We have power to take additional evidence (Cal. Rules of Court, rule 23(b)). Although appellate courts are generally reluctant to take evidence, they should do so when it shows that events occurring after judgment and notice of appeal have rendered the appeal moot (Millbrae Assn. for Residential Survival v. City of Millbrae, 262 Cal. App. 2d 222, 232 [69 Cal. Rptr. 251]). (2) We are enjoined to decide only actual controversies by a judgment which can be carried into effect. "`[W]hen, pending an appeal ... an event occurs which renders it impossible for this court, if it should decide the case in favor of plaintiff, to grant him any effectual relief whatever, the court will not proceed to a formal judgment, but will dismiss the appeal'" (Mills v. Green, 159 U.S. 651, 653 [40 L. Ed. 293, 294, 16 S. Ct. 132], as quoted and applied in Consol. etc. Corp. v. United A. etc. Workers, 27 Cal. 2d 859, 863 [167 P.2d 725]; Paul v. Milk Depots, Inc., 62 Cal. 2d 129 [41 Cal. Rptr. 468, 396 P.2d 924]; Goldman v. County of Santa Barbara, 203 Cal. App. 2d 454 [21 Cal. Rptr. 532]).
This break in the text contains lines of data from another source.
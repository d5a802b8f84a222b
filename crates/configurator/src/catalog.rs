//! The product catalog: which courts, lighting rigs, extras, colors and
//! scene moods the configurator offers, and which asset files back them.
//!
//! Candidate file lists exist because exported assets have shipped under
//! more than one name (including accidental `.glb.glb` double
//! extensions); the resolver tries them in order and the first hit wins.

use renderer::LightingPreset;

/// Exact material name the structure repaint targets. `Black.001` and
/// friends are deliberately left untouched.
pub const STRUCTURE_MATERIAL: &str = "Black";

/// A court model the customer can pick. Courts anchor the scene.
pub struct CourtOption {
    pub id: &'static str,
    pub label: &'static str,
    pub candidates: &'static [&'static str],
}

pub const COURTS: &[CourtOption] = &[
    CourtOption {
        id: "base",
        label: "Base court",
        candidates: &["padel_base.glb", "padel_base.glb.glb"],
    },
    CourtOption {
        id: "base-panoramic",
        label: "Base panoramic",
        candidates: &["padel_base_panoramic.glb", "padel_base_panoramic.glb.glb"],
    },
    CourtOption {
        id: "ultra-panoramic",
        label: "Ultra panoramic",
        candidates: &["padel_ultra_panoramic.glb", "padel_ultra_panoramic.glb.glb"],
    },
];

/// A lighting rig option. An empty candidate list means "no rig asset";
/// `lift` raises the rig above the court rim once it is flush-aligned.
pub struct LightingOption {
    pub id: &'static str,
    pub label: &'static str,
    pub candidates: &'static [&'static str],
    pub lift: f32,
}

pub const LIGHTING: &[LightingOption] = &[
    LightingOption { id: "none", label: "No lighting", candidates: &[], lift: 0.0 },
    LightingOption {
        id: "lights-top",
        label: "Top lights",
        candidates: &["padel_lights_top.glb", "padel_lights_top.glb.glb", "lights_top.glb"],
        lift: 7.5,
    },
];

/// Add-on assets that sit flush on the ground next to the court.
pub struct ExtraOption {
    pub id: &'static str,
    pub label: &'static str,
    pub candidates: &'static [&'static str],
}

pub const EXTRAS: &[ExtraOption] = &[
    ExtraOption {
        id: "scoreboard",
        label: "Scoreboard",
        candidates: &["scoreboard.glb", "scoreboard.glb.glb"],
    },
    ExtraOption {
        id: "bench",
        label: "Player bench",
        candidates: &["bench.glb", "bench.glb.glb"],
    },
];

/// Structure color swatches offered in the UI. Any valid hex value is
/// accepted on the command line; these are just the curated picks.
pub struct ColorSwatch {
    pub label: &'static str,
    pub hex: &'static str,
}

pub const STRUCTURE_COLORS: &[ColorSwatch] = &[
    ColorSwatch { label: "Factory black", hex: "#1a1a1a" },
    ColorSwatch { label: "Club blue", hex: "#1e66ff" },
    ColorSwatch { label: "Tournament green", hex: "#0f7a3d" },
    ColorSwatch { label: "Signal red", hex: "#c8102e" },
    ColorSwatch { label: "Pure white", hex: "#f4f4f4" },
];

/// Scene mood option, mapped onto a preview lighting preset.
pub struct SceneLightingOption {
    pub id: &'static str,
    pub label: &'static str,
    pub preset: LightingPreset,
}

pub const SCENE_LIGHTING: &[SceneLightingOption] = &[
    SceneLightingOption { id: "studio", label: "Studio", preset: LightingPreset::Studio },
    SceneLightingOption { id: "sunny", label: "Sunny", preset: LightingPreset::Sunny },
    SceneLightingOption { id: "arena", label: "Arena", preset: LightingPreset::Arena },
    SceneLightingOption { id: "night", label: "Night", preset: LightingPreset::Night },
];

pub fn court(id: &str) -> Option<&'static CourtOption> {
    COURTS.iter().find(|c| c.id == id)
}

pub fn lighting(id: &str) -> Option<&'static LightingOption> {
    LIGHTING.iter().find(|l| l.id == id)
}

pub fn extra(id: &str) -> Option<&'static ExtraOption> {
    EXTRAS.iter().find(|e| e.id == id)
}

pub fn scene_lighting(id: &str) -> Option<&'static SceneLightingOption> {
    SCENE_LIGHTING.iter().find(|s| s.id == id)
}

#[cfg(test)]
mod tests {
    use super::*;
    use std::collections::HashSet;

    #[test]
    fn ids_are_unique_within_each_list() {
        let courts: HashSet<_> = COURTS.iter().map(|c| c.id).collect();
        assert_eq!(courts.len(), COURTS.len());
        let lighting: HashSet<_> = LIGHTING.iter().map(|l| l.id).collect();
        assert_eq!(lighting.len(), LIGHTING.len());
    }

    #[test]
    fn every_court_has_at_least_one_candidate_file() {
        for court in COURTS {
            assert!(!court.candidates.is_empty(), "{} has no files", court.id);
        }
    }

    #[test]
    fn lookups_find_known_ids_and_reject_unknown() {
        assert_eq!(court("ultra-panoramic").unwrap().label, "Ultra panoramic");
        assert!(court("olympic").is_none());
        assert_eq!(lighting("lights-top").unwrap().lift, 7.5);
        assert_eq!(scene_lighting("night").unwrap().preset, LightingPreset::Night);
    }

    #[test]
    fn swatches_parse_as_colors() {
        for swatch in STRUCTURE_COLORS {
            assert!(engine_core::Rgba::from_hex(swatch.hex).is_ok(), "{}", swatch.hex);
        }
    }
}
(3) The purpose of appellant's proceeding, whether by injunction or mandamus, is to establish insufficiency of the recall petitions and thus bar the election. But the city council resolution establishes that the election has been held, the results canvassed, appellant's recall declared and his successor declared elected. This proceeding is not an election contest. No grounds for such contest (Elec. Code, § 20021) are stated, and the fairness of the election itself is in no way attacked. We find no case directly in point, but conclude from analogous decisions that the matter is moot.

The closest analogy is provided by a Supreme Court decision (Lenahan v. City of Los Angeles, 14 Cal. 2d 128 [92 P.2d 1014]). There plaintiff had sought to enjoin the holding of a recall election. Before the case reached the Supreme Court, the election had been held, the mayor recalled, and his successor elected. The charter provision there in effect provided that after an election, the petition initiating it "shall not be subject to judicial review or be otherwise questioned." We find no such express limitation in the Elections Code provisions for recall (§§ 27200-27521). But the opinion turns in substantial part upon the futility of attempting to prohibit an election which has been held. An appellant may not, "after the *609 election has been held, still urge a court to stop it." (Id., p. 132.) Other decisions, although not dealing directly with recall, have reached a similar conclusion (Bradley v. Voorsanger, 143 Cal. 214 [76 P. 1031]; City of Coronado v. Sexton, 227 Cal. App. 2d 444 [38 Cal. Rptr. 827]). Appellant seeks to distinguish all these cases on the ground that they were actions for injunction only, whereas he also seeks writ of mandate. We find the distinction to be without a difference. Whatever the form of remedy sought, its purpose was but to forestall the election. Moreover, it has been strongly suggested in a mandamus proceeding that once the certificate of election issues, as here, the exclusive remedy is by election contest (Gibson v. Twaddle, 1 Cal. App. 126, 129 [81 P. 727]).

We emphasize that no attack is made upon the fairness of the election itself in affording to the electorate a full and free opportunity to express its will.

The record is augmented to include the resolution of the city council deciding the result of the election. The appeal is dismissed as moot.

Brown (H.C.), J., and Caldecott, J., concurred.